A crise que atinge os países desenvolvidos é fundamentalmente fiscal. É resultado da crise financeira que abateu os mercados em 2008, e para salvar os bancos de uma quebradeira geral os governos desses países tiveram de se endividar e dar garantias para evitar corridas bancárias e tentar tranquilizar os mercados. Agora, a conta para salvar o mercado financeiro tem de ser paga pelo contribuinte, na elevação de impostos, e pela população, pela redução do emprego e das condições de vida que tinha.

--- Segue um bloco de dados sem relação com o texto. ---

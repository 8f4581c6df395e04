//! Variable declarations, type restrictions, and substitution for a
//! hypergraph-structured knowledge base.
//!
//! A pattern over the knowledge base quantifies over variables.  Before
//! the surrounding search can run, each declaration must be parsed into
//! a queryable model: which handles are variables, how many values each
//! may bind (ordinary variables bind exactly one, globs bind an
//! interval-constrained run), and what type restrictions candidate
//! values must satisfy.  This crate owns that model, the checker that
//! validates candidate bindings against it, and the quote-aware
//! substitution (beta-reduction) that instantiates templates once
//! bindings are found.
//!
//! The usual split between static shape and dynamic data pervades the
//! design: declarations are parsed once, with inheritance closures
//! expanded eagerly, so that the per-candidate work of a search is set
//! membership and structural comparison on interned ids.
//!
//! The `ground` module provides the lightweight term representation the
//! engine works over: an interning arena of kinds, leaves, and links,
//! where structural equality is id equality.  The `binding` module is
//! the engine proper.

pub mod binding;
pub mod error;
pub mod ground;

pub use binding::Interval;
pub use binding::Restriction;
pub use binding::Variables;
pub use error::Error;
pub use ground::Kind;
pub use ground::KindSet;
pub use ground::KindSpace;
pub use ground::Quotation;
pub use ground::Taxonomy;
pub use ground::TermArena;
pub use ground::TermId;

O rebaixamento da nota de risco dos EUA pela Standard & Poor"s teve como justificativa o descontrole fiscal desse país. A situação dos países da Europa é também grave na questão fiscal, e há forte probabilidade de piorar, pois a terapia de apertar os cintos acaba gerando maior perda de receita do que economia de despesas. É o que vem ocorrendo, evidenciando as falsas saídas para tratar a questão fiscal.

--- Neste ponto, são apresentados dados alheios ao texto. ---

//! The variable-binding engine: declaration parsing, type
//! restrictions, candidate checking, substitution, and the operations
//! that compare and merge independently built variable sets.
//!
//! A `Variables` model is built once per pattern, then consumed
//! read-only by arbitrarily many candidate checks; only `extend` and
//! `erase` mutate it afterwards, and both take `&mut self`, so the
//! construct-then-freeze discipline is enforced by the borrow checker
//! rather than by convention.

mod declare;
mod interval;
mod restriction;
mod substitute;
mod variables;

pub use interval::Interval;
pub use restriction::Restriction;
pub use variables::Variables;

O Brasil, felizmente, fez o dever de casa há alguns anos, produzindo economias para o pagamento de juros da dívida, o chamado superávit primário (receitas menos despesas, exclusive juros). Mas falta muita coisa que pode e deve ser feita para melhorar nossas contas públicas.

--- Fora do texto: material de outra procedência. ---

impl Variables {
    #[must_use]
    pub fn new(ordered: bool) -> Self {
        Variables {
            ordered,
            ..Variables::default()
        }
    }

    #[must_use]
    pub fn len(&self) -> usize {
        self.seq.len()
    }

    #[must_use]
    pub fn is_empty(&self) -> bool {
        self.seq.is_empty()
    }

    /// The declared variables, in declaration order.
    #[must_use]
    pub fn variables(&self) -> &[TermId] {
        &self.seq
    }

    #[must_use]
    pub fn contains(&self, var: TermId) -> bool {
        self.set.contains(&var)
    }

    /// The ordinal of `var` in the declaration sequence.
    #[must_use]
    pub fn position(&self, var: TermId) -> Option<usize> {
        self.index.get(&var).copied()
    }

    /// Whether declaration order is semantically significant.
    #[must_use]
    pub fn is_ordered(&self) -> bool {
        self.ordered
    }

    /// The anchor marker recorded next to the declaration, if any.
    #[must_use]
    pub fn anchor(&self) -> Option<TermId> {
        self.anchor
    }

    /// The restriction record for `var`, if any was declared.
    #[must_use]
    pub fn restriction(&self, var: TermId) -> Option<&Restriction> {
        self.restrictions.get(&var)
    }

    /// True when both models hold exactly the same handles in the same
    /// order.
    #[must_use]
    pub fn is_identical(&self, other: &Variables) -> bool {
        self.seq == other.seq
    }

    /// Appends `var`, keeping the sequence, set, and index views in
    /// sync.  Duplicates are ignored.
    pub(crate) fn push_variable(&mut self, var: TermId) {
        if self.set.insert(var) {
            self.index.insert(var, self.seq.len());
            self.seq.push(var);
        }
    }

    // ---- candidate checking -----------------------------------------

    /// Whether `value` satisfies the restrictions on `var`.
    ///
    /// A lone value can stand for a whole match: when 1 lies within
    /// the variable's interval and the value passes the single-value
    /// test, it is accepted outright, even when the value is itself a
    /// list.  Only after that shortcut fails is the value required to
    /// be a flat list of admissible elements with an in-interval
    /// count.  The shortcut runs first on purpose; the asymmetry is
    /// observable and callers rely on it.
    #[must_use]
    pub fn is_type(&self, graph: &TermArena, var: TermId, value: TermId) -> bool {
        if !self.set.contains(&var) {
            return false;
        }

        let interval = self.interval(graph, var);
        if interval.contains(1) && self.admits(graph, var, value) {
            return true;
        }

        if !graph.is_flat_list(value) || !interval.contains(graph.arity(value)) {
            return false;
        }

        graph
            .children(value)
            .iter()
            .all(|&element| self.admits(graph, var, element))
    }

    fn admits(&self, graph: &TermArena, var: TermId, value: TermId) -> bool {
        match self.restrictions.get(&var) {
            Some(restriction) => restriction.admits(graph, value),
            None => true,
        }
    }

    /// Positional check of a whole candidate sequence; the arity must
    /// match the declared count exactly.
    #[must_use]
    pub fn is_type_sequence(&self, graph: &TermArena, values: &[TermId]) -> bool {
        values.len() == self.seq.len()
            && self
                .seq
                .iter()
                .zip(values)
                .all(|(&var, &value)| self.is_type(graph, var, value))
    }

    /// Lone-variable shortcut: the model must hold exactly one
    /// variable, and `value` must satisfy it.
    #[must_use]
    pub fn is_type_value(&self, graph: &TermArena, value: TermId) -> bool {
        self.seq.len() == 1 && self.is_type(graph, self.seq[0], value)
    }

    /// Whether the lone declared variable admits values of `tag` per
    /// its simple restriction, or is simply untyped.
    #[must_use]
    pub fn is_type_kind(&self, tag: Kind) -> bool {
        if self.seq.len() != 1 {
            return false;
        }
        match self.restrictions.get(&self.seq[0]).and_then(|r| r.kinds()) {
            Some(kinds) => kinds.contains(&tag),
            None => true,
        }
    }

    /// The effective interval for `var`: the declared one, or the
    /// default for the variable's kind.
    #[must_use]
    pub fn interval(&self, graph: &TermArena, var: TermId) -> Interval {
        self.restrictions
            .get(&var)
            .and_then(|r| r.interval())
            .unwrap_or_else(|| Interval::default_for(graph.kind(var)))
    }

    #[must_use]
    pub fn is_lower_bound(&self, graph: &TermArena, var: TermId, n: usize) -> bool {
        n >= self.interval(graph, var).lower
    }

    #[must_use]
    pub fn is_upper_bound(&self, graph: &TermArena, var: TermId, n: usize) -> bool {
        n <= self.interval(graph, var).upper
    }

    /// Whether `var` can match a variable number of values, i.e. its
    /// interval differs from the ordinary-variable default.
    #[must_use]
    pub fn is_globby(&self, graph: &TermArena, var: TermId) -> bool {
        self.interval(graph, var) != Interval::single()
    }

    /// False when some variable's simple restriction narrowed to the
    /// bottom type.
    #[must_use]
    pub fn is_well_typed(&self) -> bool {
        self.restrictions.values().all(|r| !r.is_bottom())
    }

    // ---- equivalence and merge --------------------------------------

    /// Alpha-equivalence: same count, same ordering discipline, and
    /// position by position the same variable kind and restrictions.
    /// Both models must live in the same arena.
    #[must_use]
    pub fn is_equal(&self, graph: &TermArena, other: &Variables) -> bool {
        self.seq.len() == other.seq.len()
            && self.ordered == other.ordered
            && (0..self.seq.len()).all(|i| self.is_equal_at(graph, other, i))
    }

    /// The positional equivalence test behind [`Variables::is_equal`].
    ///
    /// Fuzzy restrictions are not compared: their matching semantics
    /// are unimplemented, so there is nothing sound to compare yet.
    #[must_use]
    pub fn is_equal_at(&self, graph: &TermArena, other: &Variables, position: usize) -> bool {
        let mine = self.seq[position];
        let theirs = other.seq[position];

        // A glob here and an ordinary variable there is a mismatch,
        // whatever the restrictions say.
        if graph.kind(mine) != graph.kind(theirs) {
            return false;
        }

        let my_restriction = self.restrictions.get(&mine);
        let their_restriction = other.restrictions.get(&theirs);

        if my_restriction.and_then(|r| r.kinds()) != their_restriction.and_then(|r| r.kinds()) {
            return false;
        }
        if my_restriction.and_then(|r| r.signatures())
            != their_restriction.and_then(|r| r.signatures())
        {
            return false;
        }

        self.interval(graph, mine) == other.interval(graph, theirs)
    }

    /// Whether `other_var` occupies in `other` the position `var`
    /// occupies here (and, when `check_type`, with equivalent
    /// restrictions at that position).
    #[must_use]
    pub fn is_alpha_convertible(
        &self,
        graph: &TermArena,
        var: TermId,
        other_var: TermId,
        other: &Variables,
        check_type: bool,
    ) -> bool {
        match other.position(other_var) {
            Some(position) => {
                self.seq.get(position) == Some(&var)
                    && (!check_type || self.is_equal_at(graph, other, position))
            }
            None => false,
        }
    }

    /// Merges `other` into `self`.  A shared variable has its simple
    /// restriction narrowed to the intersection and its interval
    /// narrowed to the interval intersection; a new variable is
    /// appended with its whole restriction record.  The result is
    /// ordered if either input was.
    pub fn extend(&mut self, graph: &TermArena, other: &Variables) {
        debug!(
            "extending {} declared variables with {} incoming",
            self.seq.len(),
            other.seq.len()
        );

        for &var in &other.seq {
            if self.set.contains(&var) {
                if let Some(incoming) = other.restrictions.get(&var).and_then(|r| r.kinds()) {
                    let entry = self.restrictions.entry(var).or_default();
                    entry.kinds = Some(match entry.kinds.take() {
                        Some(present) => present.intersection(incoming).copied().collect(),
                        None => incoming.clone(),
                    });
                }
            } else {
                self.push_variable(var);
                if let Some(incoming) = other.restrictions.get(&var) {
                    let mut record = incoming.clone();
                    // The interval merge below owns interval handling.
                    record.interval = None;
                    if !record.is_vacuous() {
                        self.restrictions.insert(var, record);
                    }
                }
            }
            self.extend_interval(graph, var, other);
        }

        self.ordered |= other.ordered;
    }

    /// Narrows the stored interval for `var` against `other`'s
    /// effective one.  Defaults are never materialised: an entry is
    /// written only when the narrowed interval differs from the
    /// variable's default.
    fn extend_interval(&mut self, graph: &TermArena, var: TermId, other: &Variables) {
        let stored = self.restrictions.get(&var).and_then(|r| r.interval());
        let narrowed = match stored {
            Some(interval) => interval.intersect(other.interval(graph, var)),
            None => other.interval(graph, var),
        };
        if narrowed != Interval::default_for(graph.kind(var)) {
            self.restrictions.entry(var).or_default().interval = Some(narrowed);
        }
    }

    /// Removes `var` and its restriction record; later variables shift
    /// down one position.
    pub fn erase(&mut self, var: TermId) {
        self.restrictions.remove(&var);
        if let Some(position) = self.index.remove(&var) {
            self.set.remove(&var);
            self.seq.remove(position);
            for i in position..self.seq.len() {
                self.index.insert(self.seq[i], i);
            }
        }
    }

    // ---- declarative round-trip -------------------------------------

    /// Rebuilds the declaration node for `var`, but names it `alt`:
    /// the alpha-renaming primitive.  With `alt == var` this is the
    /// plain inverse of declaration parsing.
    #[must_use]
    pub fn type_declaration(&self, graph: &mut TermArena, var: TermId, alt: TermId) -> TermId {
        let restriction = self.restrictions.get(&var);

        let mut specifiers: Vec<TermId> = Vec::new();
        if let Some(kinds) = restriction.and_then(|r| r.kinds()) {
            let kinds: Vec<Kind> = kinds.iter().copied().collect();
            for kind in kinds {
                specifiers.push(graph.type_tag(Kind::TYPE, kind));
            }
        }
        if let Some(signatures) = restriction.and_then(|r| r.signatures()) {
            specifiers.extend(signatures.iter().copied());
        }
        if let Some(fuzzy) = restriction.and_then(|r| r.fuzzy()) {
            specifiers.extend(fuzzy.iter().copied());
        }

        // A simple restriction that narrowed to nothing renders as the
        // explicit empty disjunction.
        if specifiers.is_empty() && restriction.map_or(false, |r| r.is_bottom()) {
            let nothing = graph.link(Kind::TYPE_CHOICE, Vec::new());
            return graph.link(Kind::TYPED_VARIABLE, vec![alt, nothing]);
        }

        let interval = self.interval(graph, var);
        if interval != Interval::default_for(graph.kind(var)) {
            let lower = graph.number(interval.lower as f64);
            let upper = if interval.is_unbounded() {
                graph.number(-1.0)
            } else {
                graph.number(interval.upper as f64)
            };
            let bounds = graph.link(Kind::INTERVAL, vec![lower, upper]);

            if specifiers.is_empty() {
                return graph.link(Kind::TYPED_VARIABLE, vec![alt, bounds]);
            }
            let types = if specifiers.len() == 1 {
                specifiers[0]
            } else {
                graph.link(Kind::TYPE_CHOICE, specifiers)
            };
            let wrapper = graph.link(Kind::TYPE_SET, vec![bounds, types]);
            return graph.link(Kind::TYPED_VARIABLE, vec![alt, wrapper]);
        }

        if !specifiers.is_empty() {
            let types = if specifiers.len() == 1 {
                specifiers[0]
            } else {
                graph.link(Kind::TYPE_CHOICE, specifiers)
            };
            return graph.link(Kind::TYPED_VARIABLE, vec![alt, types]);
        }

        alt
    }

    /// Rebuilds the whole outward declaration: one node for a lone
    /// variable, otherwise a list or set container per the ordering
    /// discipline.
    #[must_use]
    pub fn declaration(&self, graph: &mut TermArena) -> TermId {
        let declarations: Vec<TermId> = self
            .seq
            .iter()
            .map(|&var| self.type_declaration(graph, var, var))
            .collect();

        if declarations.len() == 1 {
            return declarations[0];
        }
        let container = if self.ordered {
            Kind::VARIABLE_LIST
        } else {
            Kind::VARIABLE_SET
        };
        graph.link(container, declarations)
    }

    // ---- free-variable scan -----------------------------------------

    /// Collects the variables occurring unquoted in `body`, in
    /// first-occurrence order.  A model built this way is always
    /// unordered and untyped: no declaration was given, so no order or
    /// restriction can be meant.
    #[must_use]
    pub fn from_free_variables(graph: &TermArena, body: TermId) -> Self {
        let mut vars = Variables::new(false);
        vars.scan(graph, body, Quotation::new());
        vars
    }

    /// Like [`Variables::from_free_variables`] over several terms at
    /// once.  When the enclosing link is unordered, occurrence order is
    /// meaningless, so the collected variables are put into a canonical
    /// (kind, name) order instead.
    #[must_use]
    pub fn from_free_variables_in(graph: &TermArena, terms: &[TermId], ordered_link: bool) -> Self {
        let mut vars = Variables::new(false);
        for &term in terms {
            vars.scan(graph, term, Quotation::new());
        }
        if !ordered_link {
            vars.sort_canonical(graph);
        }
        vars
    }

    fn scan(&mut self, graph: &TermArena, term: TermId, quotation: Quotation) {
        if graph.is_variable(term) {
            if quotation.is_unquoted() {
                self.push_variable(term);
            }
            return;
        }
        let next = quotation.descend(graph.kind(term));
        for &child in graph.children(term) {
            self.scan(graph, child, next);
        }
    }

    fn sort_canonical(&mut self, graph: &TermArena) {
        self.seq
            .sort_by_key(|&v| (graph.kind(v), graph.name(v).map(str::to_owned)));
        for i in 0..self.seq.len() {
            self.index.insert(self.seq[i], i);
        }
    }
}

A principal delas é o crescimento das receitas, que só ocorre quando há crescimento da economia, que reduz a inadimplência e a sonegação, e a arrecadação sobe. É comum ver análises que não atentam para a importância disso. Apresentam porcentuais de crescimento das despesas e concluem o diagnóstico duvidando que se consiga atingir um superávit primário prometido pelo governo. Na questão das despesas, a principal e mais fácil de ser reduzida é a relativa a juros, que atingiu, nos últimos 12 meses até junho, R$ 222,9 bilhões, ou 5,73% do PIB. Isso ocorre pois a política do Banco Central (BC) é oferecer de presente aos aplicadores em títulos do governo as mais altas taxas de juros do mundo. Essa conta poderia ter sido zerada há muitos anos, desde que praticássemos taxas de juros compatíveis com as dos demais países emergentes que têm inflação semelhante ou até inferior à nossa.
Há males que vêm para o bem, e esse é um deles. O Brasil não só pode, como deve reduzir imediatamente essas taxas de juro, que não irá ocasionar nenhuma elevação inflacionária, pois o que comanda a inflação no mundo globalizado são os preços das commodities e alimentos, cuja tendência é claramente de queda em razão da estagnação da economia dos países ditos desenvolvidos.
Mas, para os que ainda insistem nessa tese de que a Selic controla a inflação, é bom considerar que os consumidores que compram a prazo estão sujeitos não a essa taxa Selic, mas às taxas de juros bancários, que nada têm que ver com ela, pois são mais de dez vezes maiores, como no caso do cheque especial.
A decisão do consumidor na compra é ver se a prestação cabe no seu bolso, e para isso existem as medidas macroprudenciais, que podem ser usadas para encarecer, se necessário, os empréstimos de prazos mais longos e até reduzir o ritmo de sua expansão, elevando os depósitos compulsórios dos bancos no BC e/ou aumentando a exigência de mais capital nos bancos que quiserem ampliar a oferta de crédito aos consumidores. Instrumentos não faltam ao BC para o efetivo controle da inflação. Ele é que não os usa, por incompetência ou por não querer desagradar ao mercado financeiro, que tem nas elevadas taxas Selic parte importante de seus lucros, pagos por todos nós.
Pode-se fazer mais com menos recursos, como disse a ministra Miriam Belchior. O setor público gerencia mal suas despesas, há corrupção encarecendo obras e serviços públicos, há excesso de funcionários nas funções-meio e em cargos de confiança e políticos. O aperto na liberação das despesas é importante instrumento que os órgãos de controle orçamentário podem usar. Isso induz a priorização das despesas e maior controle sobre elas. É necessário mais austeridade nas despesas, menos taxas de juros e maior crescimento econômico. São aliados e se somam para o sucesso fiscal. Resta ver se o governo saberá tirar partido disso.